_Aim of the task_
Of the lines below, report only those that contain "FrameworkDraft".

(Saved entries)

+-------+

//! Reusable rule and matrix templates.
//!
//! Each factory returns plain [`ConstraintRule`] / [`CredentialMatrixEntry`]
//! records, so patterns compose by concatenation:
//!
//! ```
//! use keri_governance::patterns::{delegation_depth, jurisdiction_match};
//! use keri_governance::{EdgeOperator, RuleEnforcement};
//!
//! let rules = [
//!     jurisdiction_match("iss", "jurisdiction", "country", RuleEnforcement::Strict),
//!     delegation_depth("delegate", 3, EdgeOperator::Di2i, RuleEnforcement::Strict),
//! ]
//! .concat();
//! assert_eq!(rules.len(), 2);
//! ```

use std::collections::{BTreeMap, BTreeSet};

use crate::types::algebra::EdgeOperator;
use crate::types::framework::{Authorities, FrameworkDraft};
use crate::types::rule::{ConstraintRule, CredentialMatrixEntry, RuleEnforcement};

/// Issuer attribute compared by [`jurisdiction_match`] in the standard framework.
pub const DEFAULT_ISSUER_JURISDICTION_FIELD: &str = "jurisdiction";
/// Subject attribute compared by [`jurisdiction_match`] in the standard framework.
pub const DEFAULT_SUBJECT_JURISDICTION_FIELD: &str = "country";
/// Subject attribute holding the issuance date.
pub const DEFAULT_FRESHNESS_FIELD: &str = "issuance_date";
/// Subject attribute holding the expiry date.
pub const DEFAULT_EXPIRY_FIELD: &str = "expiry_date";

/// Issuer and subject must agree on jurisdiction.
pub fn jurisdiction_match(
    applies_to: &str,
    issuer_field: &str,
    subject_field: &str,
    enforcement: RuleEnforcement,
) -> Vec<ConstraintRule> {
    vec![ConstraintRule::new("jurisdiction-match", applies_to, EdgeOperator::Di2i)
        .with_description(format!("Issuer {} must match subject {}", issuer_field, subject_field))
        .with_field_constraint(
            "jurisdiction",
            format!("$issuer.{} == $subject.{}", issuer_field, subject_field),
        )
        .with_enforcement(enforcement)]
}

/// Cap the delegation chain length.
pub fn delegation_depth(
    applies_to: &str,
    max_depth: u32,
    required_operator: EdgeOperator,
    enforcement: RuleEnforcement,
) -> Vec<ConstraintRule> {
    vec![ConstraintRule::new("delegation-depth-limit", applies_to, required_operator)
        .with_description(format!("Delegation chain must not exceed depth {}", max_depth))
        .with_max_delegation_depth(max_depth)
        .with_enforcement(enforcement)]
}

/// One minimum-operator rule per edge type.
pub fn operator_floor(
    edge_types: &[&str],
    minimum: EdgeOperator,
    enforcement: RuleEnforcement,
) -> Vec<ConstraintRule> {
    edge_types
        .iter()
        .map(|edge_type| {
            ConstraintRule::new(format!("operator-floor-{}", edge_type), *edge_type, minimum)
                .with_description(format!("Edge '{}' requires at least @{} operator", edge_type, minimum))
                .with_enforcement(enforcement)
        })
        .collect()
}

/// Full role × action grid.
///
/// Cells are emitted action-major. `denied` cells are `allowed = false`
/// with operator `ANY`; `overrides` replace `default_operator` for a cell.
/// Both are keyed by `(action, role)`.
pub fn role_action_matrix(
    roles: &[&str],
    actions: &[&str],
    default_operator: EdgeOperator,
    denied: &BTreeSet<(&str, &str)>,
    overrides: &BTreeMap<(&str, &str), EdgeOperator>,
) -> Vec<CredentialMatrixEntry> {
    let mut entries = Vec::with_capacity(roles.len() * actions.len());
    for &action in actions {
        for &role in roles {
            let key = (action, role);
            let entry = if denied.contains(&key) {
                CredentialMatrixEntry::deny(action, role)
            } else {
                let operator = overrides.get(&key).copied().unwrap_or(default_operator);
                CredentialMatrixEntry::allow(action, role, operator)
            };
            entries.push(entry);
        }
    }
    entries
}

/// Expiry in the future (with `enforcement`) and an issuance date present
/// (always advisory).
pub fn temporal_validity(
    applies_to: &str,
    freshness_field: &str,
    expiry_field: &str,
    enforcement: RuleEnforcement,
) -> Vec<ConstraintRule> {
    vec![
        ConstraintRule::new("temporal-not-expired", applies_to, EdgeOperator::Any)
            .with_description(format!("Credential {} must be in the future", expiry_field))
            .with_field_constraint("expiry", format!("$subject.{} > $now.timestamp", expiry_field))
            .with_enforcement(enforcement),
        ConstraintRule::new("temporal-freshness", applies_to, EdgeOperator::Any)
            .with_description(format!("Credential {} must exist", freshness_field))
            .with_field_constraint("freshness", format!("$subject.{} != \"\"", freshness_field))
            .with_enforcement(RuleEnforcement::Advisory),
    ]
}

/// Operator requirements along a trust chain, root to leaf.
///
/// The first edge gets `root`, the last `leaf`, everything between
/// `intermediate`. A single-edge chain is all root.
pub fn chain_integrity(
    chain_edges: &[&str],
    root: EdgeOperator,
    intermediate: EdgeOperator,
    leaf: EdgeOperator,
) -> Vec<ConstraintRule> {
    let last = chain_edges.len().saturating_sub(1);
    chain_edges
        .iter()
        .enumerate()
        .map(|(i, edge_type)| {
            let (position, operator) = match i {
                0 => ("root", root),
                i if i == last => ("leaf", leaf),
                _ => ("intermediate", intermediate),
            };
            ConstraintRule::new(format!("chain-{}-{}", position, edge_type), *edge_type, operator)
                .with_description(format!("Chain {} edge '{}' requires @{}", position, edge_type, operator))
        })
        .collect()
}

/// Rules, matrix and authorities of a composed framework.
#[derive(Debug, Clone, PartialEq, Eq)]
pub struct StandardFramework {
    /// Composed rules.
    pub rules: Vec<ConstraintRule>,
    /// Authorization grid.
    pub credential_matrix: Vec<CredentialMatrixEntry>,
    /// Role descriptions.
    pub authorities: Authorities,
}

impl StandardFramework {
    /// Draft a framework credential from this content.
    pub fn into_draft(self, name: impl Into<String>, version: impl Into<String>) -> FrameworkDraft {
        FrameworkDraft::new(name, version)
            .with_rules(self.rules)
            .with_matrix(self.credential_matrix)
            .with_authorities(self.authorities)
    }
}

/// vLEI-style framework: GLEIF → QVI → LE.
///
/// ```text
/// GLEIF -[@I2I]-> QVI -[@DI2I]-> LE -[@NI2I]-> ...
/// ```
pub fn vlei_standard_framework() -> StandardFramework {
    const CHAIN: [&str; 3] = ["gleif_auth", "qvi_issue", "le_assign"];

    let rules = [
        jurisdiction_match(
            "qvi_issue",
            DEFAULT_ISSUER_JURISDICTION_FIELD,
            DEFAULT_SUBJECT_JURISDICTION_FIELD,
            RuleEnforcement::Strict,
        ),
        delegation_depth("delegate", 3, EdgeOperator::Di2i, RuleEnforcement::Strict),
        operator_floor(&CHAIN, EdgeOperator::Di2i, RuleEnforcement::Strict),
        chain_integrity(&CHAIN, EdgeOperator::I2i, EdgeOperator::Di2i, EdgeOperator::Ni2i),
        temporal_validity(
            "qvi_issue",
            DEFAULT_FRESHNESS_FIELD,
            DEFAULT_EXPIRY_FIELD,
            RuleEnforcement::Strict,
        ),
    ]
    .concat();

    let denied = BTreeSet::from([("issue", "LE"), ("delegate", "LE")]);
    let overrides = BTreeMap::from([
        (("issue", "GLEIF"), EdgeOperator::I2i),
        (("revoke", "GLEIF"), EdgeOperator::I2i),
        (("delegate", "GLEIF"), EdgeOperator::I2i),
        (("query", "LE"), EdgeOperator::Ni2i),
    ]);
    let credential_matrix = role_action_matrix(
        &["GLEIF", "QVI", "LE"],
        &["issue", "revoke", "delegate", "query"],
        EdgeOperator::Di2i,
        &denied,
        &overrides,
    );

    let authorities = Authorities::from([
        ("GLEIF".to_string(), vec!["Root of trust; authorizes QVIs".to_string()]),
        ("QVI".to_string(), vec!["Qualified vLEI Issuer, delegated by GLEIF".to_string()]),
        ("LE".to_string(), vec!["Legal Entity, credentialed by a QVI".to_string()]),
    ]);

    StandardFramework {
        rules,
        credential_matrix,
        authorities,
    }
}

#[cfg(test)]
mod tests {
    use super::*;
    use crate::types::framework::ensure_unique_rule_names;

    #[test]
    fn test_jurisdiction_match_expression() {
        let rules = jurisdiction_match("iss", "region", "country", RuleEnforcement::Advisory);
        assert_eq!(rules[0].name, "jurisdiction-match");
        assert_eq!(rules[0].required_operator, EdgeOperator::Di2i);
        assert_eq!(rules[0].field_constraints["jurisdiction"], "$issuer.region == $subject.country");
        assert!(!rules[0].is_strict());
    }

    #[test]
    fn test_operator_floor_one_rule_per_edge() {
        let rules = operator_floor(&["a", "b"], EdgeOperator::I2i, RuleEnforcement::Strict);
        let names: Vec<_> = rules.iter().map(|r| r.name.as_str()).collect();
        assert_eq!(names, vec!["operator-floor-a", "operator-floor-b"]);
        assert_eq!(rules[1].description, "Edge 'b' requires at least @I2I operator");
    }

    #[test]
    fn test_role_action_matrix_order_and_cells() {
        let denied = BTreeSet::from([("issue", "LE")]);
        let overrides = BTreeMap::from([(("revoke", "QVI"), EdgeOperator::I2i)]);
        let matrix = role_action_matrix(
            &["QVI", "LE"],
            &["issue", "revoke"],
            EdgeOperator::Di2i,
            &denied,
            &overrides,
        );
        let cells: Vec<_> = matrix.iter().map(|e| (e.action.as_str(), e.role.as_str())).collect();
        assert_eq!(cells, vec![("issue", "QVI"), ("issue", "LE"), ("revoke", "QVI"), ("revoke", "LE")]);
        assert!(!matrix[1].allowed);
        assert_eq!(matrix[1].required_operator, EdgeOperator::Any);
        assert_eq!(matrix[2].required_operator, EdgeOperator::I2i);
        assert_eq!(matrix[3].required_operator, EdgeOperator::Di2i);
    }

    #[test]
    fn test_temporal_validity() {
        let rules = temporal_validity("iss", "issued", "expires", RuleEnforcement::Strict);
        assert_eq!(rules[0].field_constraints["expiry"], "$subject.expires > $now.timestamp");
        assert_eq!(rules[1].field_constraints["freshness"], "$subject.issued != \"\"");
        assert!(!rules[1].is_strict());
    }

    #[test]
    fn test_chain_integrity_positions() {
        let rules = chain_integrity(&["a", "b", "c"], EdgeOperator::I2i, EdgeOperator::Di2i, EdgeOperator::Ni2i);
        let names: Vec<_> = rules.iter().map(|r| r.name.as_str()).collect();
        assert_eq!(names, vec!["chain-root-a", "chain-intermediate-b", "chain-leaf-c"]);
        assert!(chain_integrity(&[], EdgeOperator::I2i, EdgeOperator::Di2i, EdgeOperator::Ni2i).is_empty());
        let single = chain_integrity(&["only"], EdgeOperator::I2i, EdgeOperator::Di2i, EdgeOperator::Ni2i);
        assert_eq!(single[0].required_operator, EdgeOperator::I2i);
    }

    #[test]
    fn test_vlei_standard_framework() {
        let standard = vlei_standard_framework();
        assert_eq!(standard.rules.len(), 10);
        assert!(ensure_unique_rule_names(&standard.rules).is_ok());
        assert_eq!(standard.credential_matrix.len(), 12);
        assert_eq!(standard.authorities.len(), 3);
        let denied: Vec<_> = standard
            .credential_matrix
            .iter()
            .filter(|e| !e.allowed)
            .map(|e| (e.action.as_str(), e.role.as_str()))
            .collect();
        assert_eq!(denied, vec![("issue", "LE"), ("delegate", "LE")]);
    }
}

+-------+

_Response area_
use crate::types::framework::{Authorities, FrameworkDraft};
    pub fn into_draft(self, name: impl Into<String>, version: impl Into<String>) -> FrameworkDraft {
        FrameworkDraft::new(name, version)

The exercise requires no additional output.